Frogs on IceLast week, I wrote about photographing cattail seeds on a frozen wetland. Those seeds captured my immediate attention when I arrived at the wetland, and drew me out onto the thin ice, where I carefully scooted around on my hands and knees with ice cracking around me. The water below the ice was only 6-12 inches deep, so I wasn’t too worried about breaking through. As long as I kept my weight spread out, I didn’t have much trouble.

Where I did punch through the ice, however, was near the edge, where the ice was thinner and broken up more by vegetation. As I neared the edges, the first thing I noticed was more dramatic cracking of ice and occasional splashes when my foot went through. The second thing I noticed was the leopard frogs beneath the ice that were swimming away from my feet. At first, I just saw one or two, but when I really started looking, there were dozens of them and they were moving pretty quickly for being underneath ice in near-freezing water.

Earlier, I’d seen a couple of dead frogs near the edge of the wetland, but I figured they must have died a few weeks ago and then been well-preserved by some recent frigid temperatures. Seeing the activity of the frogs beneath my feet changed my thinking on that, however, and that was before I saw the frogs moving around on TOP of the ice.

This was all happening, by the way, between about 9 and 10 o’clock in the morning in about 30 degree F temperatures. Temperatures during the previous day or two had gotten above freezing, but earlier in the week it had been close to 0 degrees F with nasty winds. I had come to the wetland hoping to photograph some interesting patterns in the ice, since my camera hadn’t been getting much recent use. I sure didn’t expect to come home with a bunch of leopard frog shots.
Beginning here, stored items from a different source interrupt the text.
//! Exhaustiveness and disjointness of the displacement partition.

use sfgrid::partition::{axis_index_list, displacement_table, ProcessGrid};

/// Aggregating every rank's list must reproduce the half-domain exactly:
/// equal as a set and as a multiset (no duplicates, no holes).
#[test]
fn test_partition_covers_half_domain_exactly() {
    for &(nx, ny, px, total) in &[(8usize, 8usize, 2usize, 4usize), (32, 16, 4, 8), (64, 64, 8, 16)]
    {
        let (hx, hy) = (nx / 2, ny / 2);
        let pgrid = ProcessGrid::new(total, px, hx, hy).unwrap();
        let table = displacement_table(&pgrid, hx, hy);

        let mut all: Vec<(usize, usize)> = table.iter().flatten().copied().collect();
        assert_eq!(
            all.len(),
            hx * hy,
            "Nx={} Ny={} px={} P={}: wrong multiset size",
            nx,
            ny,
            px,
            total
        );
        all.sort_unstable();
        all.dedup();
        assert_eq!(all.len(), hx * hy, "duplicate displacements emitted");

        let expected: Vec<(usize, usize)> = (0..hx)
            .flat_map(|x| (0..hy).map(move |y| (x, y)))
            .collect();
        assert_eq!(all, expected, "partition misses part of the half-domain");
    }
}

/// All ranks issue the same number of iterations; the lock-step schedule
/// depends on it.
#[test]
fn test_all_rank_lists_have_equal_length() {
    let pgrid = ProcessGrid::new(8, 4, 16, 8).unwrap();
    let table = displacement_table(&pgrid, 16, 8);
    let len = 16 * 8 / 8;
    assert!(table.iter().all(|list| list.len() == len));
}

/// The complement pairing keeps per-rank work roughly equal: each pair
/// (i, H-1-i) sums to H-1 along both axes, so the per-rank totals of
/// (H - x) coincide exactly across ranks.
#[test]
fn test_axis_work_is_balanced_across_ranks() {
    let (half, procs) = (32usize, 4usize);
    let work: Vec<usize> = (0..procs)
        .map(|coord| {
            axis_index_list(half, procs, coord)
                .iter()
                .map(|&i| half - i)
                .sum()
        })
        .collect();
    assert!(work.windows(2).all(|w| w[0] == w[1]), "work {:?}", work);
}

/// Degenerate split: as many ranks as indices, one displacement each.
#[test]
fn test_one_index_per_rank_split() {
    let pgrid = ProcessGrid::new(16, 4, 4, 4).unwrap();
    let table = displacement_table(&pgrid, 4, 4);
    assert!(table.iter().all(|list| list.len() == 1));

    let mut all: Vec<(usize, usize)> = table.iter().flatten().copied().collect();
    all.sort_unstable();
    all.dedup();
    assert_eq!(all.len(), 16);
}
Next, I found a leopard frog above the ice, sitting stock still above some frozen pondweed (Potamogeton sp). It had glazed-looking eyes, so I figured it was dead, but upon closer inspection I could see it was breathing. It just didn’t (apparently) have the ability to move much more than that. I photographed it for a few minutes and got no reaction from it. I decided the glazed look of the eyes was just from the nictitating membrane (an extra translucent eyelid many animals have for protection). Maybe the frog came out through a gap along the edge of the ice the previous day and then didn’t get itself below again before the overnight temperatures dropped too low for it to move well?
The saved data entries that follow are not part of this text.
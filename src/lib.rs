//! # sfgrid
//!
//! Velocity and scalar structure functions over 2D/3D gridded turbulence
//! fields.
//!
//! For every displacement `l` in the half-domain, the q-th order
//! structure function is the mean of a field-difference functional over
//! all grid-point pairs separated by `l`:
//!
//! ```text
//! S(l, q) = ( Σ_x φ(u(x + l) - u(x), l)^q ) / Π_a (N_a - l_a)
//! ```
//!
//! where φ is the longitudinal projection or the transverse residual
//! magnitude for velocity fields and the plain difference for scalars.
//! The half-domain is decomposed over a logical 2D process grid with
//! complement-paired index lists so each rank carries about the same
//! work, and per-rank results merge deterministically into dense result
//! tensors.
//!
//! The crate provides the building blocks:
//! - Grid and displacement model ([`types`])
//! - Load partitioner over the process grid ([`partition`])
//! - Field containers and test profiles ([`field`])
//! - Difference/projection kernel and rank driver ([`engine`])
//! - Analytic verification ([`analysis`])
//! - YAML parameters and CLI boolean conventions ([`config`])
//! - HDF5 adapters behind the `hdf5` feature ([`io`])
//! - The complete run pipeline ([`runner`])

pub mod analysis;
pub mod config;
pub mod engine;
pub mod error;
pub mod field;
pub mod io;
pub mod partition;
pub mod runner;
pub mod types;

// Re-export the main types for convenience
pub use config::{parse_switch, ConfigError, Parameters};
pub use engine::{compute, SfOutput};
pub use error::{SfError, SfResult};
pub use field::FieldSet;
pub use partition::{
    axis_index_list, displacement_table, rank_displacements, DecompositionError, ProcessGrid,
};
pub use runner::{run, DatasetNames, RunConfig, RunSummary};
pub use types::{Displacement, Domain, Grid, GridShape, OrderRange};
A minute or so after photographing the not-dead-but-not-moving frog on top of the ice, I spotted a few frogs cavorting (well, moving, at least) on top of the ice. That was a real surprise. Maybe they’d just come out to catch some sun? I chased them around a while and got some photos, but it was harder than I thought because they were awfully mobile. They weren’t jumping the kind of distance leopard frogs usually can, but despite the cold and the slippery surface beneath them, they still did pretty well.

From what I know of leopard frogs, they typically spend the winter at the bottom of a pond or stream. They try to find oxygen-rich water and then lie in the sediment where they can get enough oxygen exchange through the skin on the sides of their bodies to survive until spring. I wrote about that phenomenon years ago in a post about winter survival by animals. In that post, I included a photo of a frog that I’d seen swimming below the ice in a stream and wondered what it was up to. As surprising as that had been, it was much less shocking than seeing active frogs on top of the ice last week!

We all learn in school about ectothermic (aka cold-blooded) animals, which rely on outside sources to regulate their body temperatures. Ectotherms include fish, insects, reptiles, and amphibians, and most of them enter some kind of dormancy during cold winters. Some can survive being frozen, reanimating the next spring in what always seems a miraculous recovery to me. I don’t really understand what the active frogs were up to last week – there can’t be much to eat, especially above the ice. Even if they could warm up by coming out of the freezing water, why waste the energy to do that if they can’t replace that energy by finding food?

It doesn’t have to make sense to me, I guess. Frogs have been around longer than humans on this earth, so who am I to judge? I’ll just photograph them and enjoy the opportunity.